I descended the ladders across the crevasse at the top of the face very carefully. Because I put my palms on the rungs instead of my fingers, I had no problems. The first fixed rope was steep and very tight, the tightness preventing me from being able to attach my descender. At this point on my previous trips down from the North Col, I had wrapped the rope around my wrist and lower arm because that technique provided enough friction to slow my descent. This time I kept the rope away from my fingers and wrapped it only around my arm. I had expected my biggest challenge would be managing tasks without using my fingers. Although the first couple of steep ropes were demanding, the rest were much easier. Instead, I found that the biggest problems for me now were my lack of energy and the weakness of my legs.
Energy. I no longer knew what the word meant, at least in the physical sense. While my body was completely drained, my brain had switched itself on. As we descended, I talked nonstop, as if someone had given me a truth serum.
Mingma talked back, saying that everyone was amazed that I had survived a night so high on the mountain, alone and without shelter. “No one has survived that,” he said.

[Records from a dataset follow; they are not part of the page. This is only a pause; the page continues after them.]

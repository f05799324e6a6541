use std::collections::BTreeMap;
use std::fmt;

use crate::error::{Error, Result};

/// Media category a [`MediaFormat`] belongs to (spec §3, Capability's
/// `MainType`).
#[derive(Debug, Clone, Copy, PartialEq, Eq, PartialOrd, Ord, Hash)]
pub enum MediaType {
    Audio,
    Video,
    Data,
    UserInput,
}

impl fmt::Display for MediaType {
    fn fmt(&self, f: &mut fmt::Formatter<'_>) -> fmt::Result {
        let s = match self {
            MediaType::Audio => "audio",
            MediaType::Video => "video",
            MediaType::Data => "data",
            MediaType::UserInput => "user-input",
        };
        f.write_str(s)
    }
}

/// RTP payload type: a static RFC 3551 number (0-95 by convention, but the
/// wire field allows up to 127) or "dynamic", meaning the number is
/// assigned per-session by SDP/H.245 negotiation rather than fixed.
#[derive(Debug, Clone, Copy, PartialEq, Eq)]
pub enum PayloadType {
    Static(u8),
    Dynamic,
}

impl PayloadType {
    /// The numeric payload type to put on the wire, if this format has
    /// already been bound to one (static formats always have one;
    /// dynamic formats need a session-assigned number, see
    /// `MediaFormat::with_dynamic_payload_type`).
    pub fn number(&self) -> Option<u8> {
        match self {
            PayloadType::Static(pt) => Some(*pt),
            PayloadType::Dynamic => None,
        }
    }
}

/// Typed option value. `Enum` is a closed string token (e.g. packetization
/// mode); `String` is an open value (e.g. an opaque fmtp fragment).
#[derive(Debug, Clone, PartialEq)]
pub enum OptionValue {
    Int(i64),
    Bool(bool),
    String(String),
    Enum(String),
}

impl fmt::Display for OptionValue {
    fn fmt(&self, f: &mut fmt::Formatter<'_>) -> fmt::Result {
        match self {
            OptionValue::Int(v) => write!(f, "{v}"),
            OptionValue::Bool(v) => write!(f, "{v}"),
            OptionValue::String(v) | OptionValue::Enum(v) => f.write_str(v),
        }
    }
}

/// How two instances of the same option are combined when a local and a
/// remote `MediaFormat` are merged during negotiation (spec §4.1).
#[derive(Debug, Clone, Copy, PartialEq, Eq)]
pub enum MergePolicy {
    /// Take the smaller of the two numeric values.
    Min,
    /// Take the larger of the two numeric values.
    Max,
    /// Values must match exactly, else the merge fails.
    EqualOnly,
    /// Keep the local value, ignore the remote one.
    NoMerge,
}

/// One tunable option on a [`MediaFormat`]: a frame-time, bitrate,
/// packetization mode, etc. `fmtp_name` is the token used on the SDP wire
/// (`a=fmtp` key); `fmtp_default` is what to assume if the peer's fmtp
/// string omits it.
#[derive(Debug, Clone, PartialEq)]
pub struct FormatOption {
    pub name: String,
    pub fmtp_name: String,
    pub fmtp_default: OptionValue,
    pub merge_policy: MergePolicy,
    pub value: OptionValue,
}

impl FormatOption {
    pub fn new(
        name: impl Into<String>,
        fmtp_name: impl Into<String>,
        default: OptionValue,
        merge_policy: MergePolicy,
    ) -> Self {
        let default_clone = default.clone();
        FormatOption {
            name: name.into(),
            fmtp_name: fmtp_name.into(),
            fmtp_default: default,
            merge_policy,
            value: default_clone,
        }
    }

    pub fn with_value(mut self, value: OptionValue) -> Self {
        self.value = value;
        self
    }

    fn merge(&self, other: &FormatOption) -> Result<OptionValue> {
        match self.merge_policy {
            MergePolicy::EqualOnly => {
                if self.value == other.value {
                    Ok(self.value.clone())
                } else {
                    Err(Error::IncompatibleFormats {
                        option: self.name.clone(),
                        a: self.value.to_string(),
                        b: other.value.to_string(),
                    })
                }
            }
            MergePolicy::NoMerge => Ok(self.value.clone()),
            MergePolicy::Min | MergePolicy::Max => match (&self.value, &other.value) {
                (OptionValue::Int(a), OptionValue::Int(b)) => {
                    let chosen = if self.merge_policy == MergePolicy::Min {
                        (*a).min(*b)
                    } else {
                        (*a).max(*b)
                    };
                    Ok(OptionValue::Int(chosen))
                }
                _ => Err(Error::UnmergeableOption(self.name.clone())),
            },
        }
    }
}

/// A named, immutable-by-identity description of a codec's wire encoding
/// (spec §3). The name is the identity: two formats sharing a name are
/// assumed to describe the same encoding and are merge-compatible.
#[derive(Debug, Clone, PartialEq)]
pub struct MediaFormat {
    pub name: String,
    pub media_type: MediaType,
    pub clock_rate: u32,
    pub payload_type: PayloadType,
    options: BTreeMap<String, FormatOption>,
}

impl MediaFormat {
    pub fn new(
        name: impl Into<String>,
        media_type: MediaType,
        clock_rate: u32,
        payload_type: PayloadType,
    ) -> Self {
        MediaFormat {
            name: name.into(),
            media_type,
            clock_rate,
            payload_type,
            options: BTreeMap::new(),
        }
    }

    pub fn with_option(mut self, option: FormatOption) -> Self {
        self.options.insert(option.name.clone(), option);
        self
    }

    pub fn option(&self, name: &str) -> Option<&FormatOption> {
        self.options.get(name)
    }

    pub fn option_mut(&mut self, name: &str) -> Option<&mut FormatOption> {
        self.options.get_mut(name)
    }

    pub fn set_option_value(&mut self, name: &str, value: OptionValue) {
        if let Some(opt) = self.options.get_mut(name) {
            opt.value = value;
        }
    }

    pub fn options(&self) -> impl Iterator<Item = &FormatOption> {
        self.options.values()
    }

    pub fn with_dynamic_payload_type(&self, pt: u8) -> MediaFormat {
        let mut clone = self.clone();
        if matches!(clone.payload_type, PayloadType::Dynamic) {
            clone.payload_type = PayloadType::Static(pt);
        }
        clone
    }

    /// `a ⊕ b`: merge `self` (usually the local format) with `other`
    /// (usually the remote format) per each option's `MergePolicy`.
    /// Fails with [`Error::NameMismatch`] if the two formats are not the
    /// same named encoding, or [`Error::IncompatibleFormats`] if an
    /// equal-only option disagrees.
    pub fn merge(&self, other: &MediaFormat) -> Result<MediaFormat> {
        if self.name != other.name {
            return Err(Error::NameMismatch {
                a: self.name.clone(),
                b: other.name.clone(),
            });
        }

        let mut merged = self.clone();
        for (key, local_opt) in &self.options {
            if let Some(remote_opt) = other.options.get(key) {
                let value = local_opt.merge(remote_opt)?;
                merged.set_option_value(key, value);
            }
        }
        Ok(merged)
    }
}

#[cfg(test)]
mod tests {
    use super::*;

    fn pcmu() -> MediaFormat {
        MediaFormat::new("PCMU", MediaType::Audio, 8000, PayloadType::Static(0))
    }

    #[test]
    fn merge_is_identity_on_equal_operands() {
        let a = pcmu();
        let b = pcmu();
        let merged = a.merge(&b).unwrap();
        assert_eq!(merged, a);
    }

    #[test]
    fn merge_min_is_commutative() {
        let a = pcmu().with_option(FormatOption::new(
            "ptime",
            "ptime",
            OptionValue::Int(20),
            MergePolicy::Min,
        ));
        let mut b = a.clone();
        b.set_option_value("ptime", OptionValue::Int(30));

        let ab = a.merge(&b).unwrap();
        let ba = b.merge(&a).unwrap();
        assert_eq!(ab.option("ptime").unwrap().value, OptionValue::Int(20));
        assert_eq!(ba.option("ptime").unwrap().value, OptionValue::Int(20));
    }

    #[test]
    fn equal_only_mismatch_fails() {
        let a = pcmu().with_option(FormatOption::new(
            "mode",
            "mode",
            OptionValue::Enum("A".into()),
            MergePolicy::EqualOnly,
        ));
        let mut b = a.clone();
        b.set_option_value("mode", OptionValue::Enum("B".into()));

        assert!(matches!(
            a.merge(&b),
            Err(Error::IncompatibleFormats { .. })
        ));
    }

    #[test]
    fn name_mismatch_fails() {
        let a = pcmu();
        let b = MediaFormat::new("PCMA", MediaType::Audio, 8000, PayloadType::Static(8));
        assert!(matches!(a.merge(&b), Err(Error::NameMismatch { .. })));
    }
}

This morning I could not remember much about that experience. I thought of it as just another night out on a mountain, but at a ludicrous height. I did not want to discuss it. Instead, I talked about my sons and my wife, and our home, and my friends—anything that had nothing to do with Mount Everest.
I was speaking to Mingma in Nepali, but suddenly I realized that Andrey, who was close behind me, would not have understood a word. He may not have been at all interested—it was the Russian style to appear that way at least—but I apologized and then repeated myself in English. Moments later I forgot about English and chattered away in Nepali to Mingma. Then I remembered Andrey, and the cycle continued. When we stopped at each anchor to clip on to the next section of the fixed ropes, I sat and told an anecdote until Mingma urged me on.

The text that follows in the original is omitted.